DATA TO EXAMINE:
-- Opening Marker --
use image::{ImageFormat, Rgb, RgbImage};
use serde::{Deserialize, Serialize};
use std::io::Cursor;
use std::path::Path;

/// Solid white, the backing color of every surface this crate produces.
pub const WHITE: Rgb<u8> = Rgb([255, 255, 255]);

/// Raw uploaded bytes plus the media type the uploader declared.
#[derive(Debug, Clone)]
pub struct SourceImage {
    bytes: Vec<u8>,
    media_type: Option<String>,
}

impl SourceImage {
    pub fn new(bytes: Vec<u8>, media_type: Option<String>) -> Self {
        Self { bytes, media_type }
    }

    pub fn bytes(&self) -> &[u8] {
        &self.bytes
    }

    /// Declared media type (e.g. `image/jpeg`), if any.
    pub fn media_type(&self) -> Option<&str> {
        self.media_type.as_deref()
    }

    pub fn len(&self) -> usize {
        self.bytes.len()
    }

    pub fn is_empty(&self) -> bool {
        self.bytes.is_empty()
    }
}

/// Decoded RGB raster. Width and height are always non-zero.
#[derive(Debug, Clone, PartialEq)]
pub struct Bitmap {
    image: RgbImage,
}

impl Bitmap {
    /// Wrap an RGB buffer. Returns `None` for a zero-sized image.
    pub fn from_rgb(image: RgbImage) -> Option<Self> {
        if image.width() == 0 || image.height() == 0 {
            return None;
        }
        Some(Self { image })
    }

    /// A bitmap of the given size filled with `color`.
    ///
    /// Zero sides are bumped to 1.
    pub fn filled(width: u32, height: u32, color: Rgb<u8>) -> Self {
        Self {
            image: RgbImage::from_pixel(width.max(1), height.max(1), color),
        }
    }

    /// Flat white surface, the replacement background for subject isolation.
    pub fn white(width: u32, height: u32) -> Self {
        Self::filled(width, height, WHITE)
    }

    pub fn width(&self) -> u32 {
        self.image.width()
    }

    pub fn height(&self) -> u32 {
        self.image.height()
    }

    pub fn dimensions(&self) -> (u32, u32) {
        self.image.dimensions()
    }

    pub fn as_rgb(&self) -> &RgbImage {
        &self.image
    }

    pub fn into_rgb(self) -> RgbImage {
        self.image
    }
}

/// A located subject, in bitmap pixel coordinates.
#[derive(Debug, Clone, Copy, PartialEq, Serialize, Deserialize)]
pub struct Region {
    pub x: f32,
    pub y: f32,
    pub width: f32,
    pub height: f32,
    pub confidence: f32,
}

impl Region {
    pub fn center(&self) -> (f32, f32) {
        (self.x + self.width / 2.0, self.y + self.height / 2.0)
    }

    pub fn area(&self) -> f32 {
        self.width * self.height
    }

    /// Finite coordinates and a positive extent.
    pub fn is_usable(&self) -> bool {
        [self.x, self.y, self.width, self.height, self.confidence]
            .iter()
            .all(|v| v.is_finite())
            && self.width > 0.0
            && self.height > 0.0
    }
}

/// Square crop window inside a bitmap.
#[derive(Debug, Clone, Copy, PartialEq, Eq, Serialize, Deserialize)]
pub struct CropRect {
    pub left: u32,
    pub top: u32,
    pub size: u32,
}

impl CropRect {
    pub fn new(left: u32, top: u32, size: u32) -> Self {
        Self { left, top, size }
    }

    /// Whether the window lies entirely within a `width`×`height` surface.
    pub fn fits(&self, width: u32, height: u32) -> bool {
        self.size > 0
            && u64::from(self.left) + u64::from(self.size) <= u64::from(width)
            && u64::from(self.top) + u64::from(self.size) <= u64::from(height)
    }
}

/// Final fixed-size square portrait handed back to the caller.
#[derive(Debug, Clone, PartialEq)]
pub struct ComposedPortrait {
    image: RgbImage,
}

impl ComposedPortrait {
    pub(crate) fn new(image: RgbImage) -> Self {
        debug_assert_eq!(image.width(), image.height());
        Self { image }
    }

    /// Side length in pixels.
    pub fn side(&self) -> u32 {
        self.image.width()
    }

    pub fn as_rgb(&self) -> &RgbImage {
        &self.image
    }

    pub fn into_rgb(self) -> RgbImage {
        self.image
    }

    /// Encode as PNG.
    pub fn to_png(&self) -> Result<Vec<u8>, image::ImageError> {
        let mut buf = Cursor::new(Vec::new());
        self.image.write_to(&mut buf, ImageFormat::Png)?;
        Ok(buf.into_inner())
    }

    /// Write a PNG file, whatever the extension of `path`.
    pub fn save_png(&self, path: &Path) -> Result<(), image::ImageError> {
        self.image.save_with_format(path, ImageFormat::Png)
    }
}

impl From<ComposedPortrait> for Bitmap {
    fn from(portrait: ComposedPortrait) -> Self {
        // A composed portrait is never zero-sized.
        Bitmap {
            image: portrait.image,
        }
    }
}

#[cfg(test)]
mod tests {
    use super::*;

    #[test]
    fn test_bitmap_rejects_zero_size() {
        assert!(Bitmap::from_rgb(RgbImage::new(0, 10)).is_none());
        assert!(Bitmap::from_rgb(RgbImage::new(10, 0)).is_none());
        assert!(Bitmap::from_rgb(RgbImage::new(1, 1)).is_some());
    }

    #[test]
    fn test_white_bitmap() {
        let bmp = Bitmap::white(4, 3);
        assert_eq!(bmp.dimensions(), (4, 3));
        assert!(bmp.as_rgb().pixels().all(|p| *p == WHITE));
    }

    #[test]
    fn test_region_center_and_usability() {
        let r = Region { x: 800.0, y: 550.0, width: 400.0, height: 500.0, confidence: 0.9 };
        assert_eq!(r.center(), (1000.0, 800.0));
        assert!(r.is_usable());

        let nan = Region { x: f32::NAN, ..r };
        assert!(!nan.is_usable());
        let flat = Region { height: 0.0, ..r };
        assert!(!flat.is_usable());
    }

    #[test]
    fn test_crop_rect_fits() {
        assert!(CropRect::new(0, 0, 10).fits(10, 10));
        assert!(CropRect::new(5, 0, 5).fits(10, 5));
        assert!(!CropRect::new(6, 0, 5).fits(10, 5));
        assert!(!CropRect::new(0, 0, 0).fits(10, 10));
    }

    #[test]
    fn test_portrait_png_encodes() {
        let portrait = ComposedPortrait::new(RgbImage::from_pixel(8, 8, WHITE));
        let png = portrait.to_png().unwrap();
        assert_eq!(&png[..8], b"\x89PNG\r\n\x1a\n");
        let decoded = image::load_from_memory(&png).unwrap();
        assert_eq!((decoded.width(), decoded.height()), (8, 8));
    }
}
-- Closing Marker --
PROBLEM: Show each line of the material holding "bytes".

SOLUTION TO THIS TASK:
/// Raw uploaded bytes plus the media type the uploader declared.
    bytes: Vec<u8>,
    pub fn new(bytes: Vec<u8>, media_type: Option<String>) -> Self {
        Self { bytes, media_type }
    pub fn bytes(&self) -> &[u8] {
        &self.bytes
        self.bytes.len()
        self.bytes.is_empty()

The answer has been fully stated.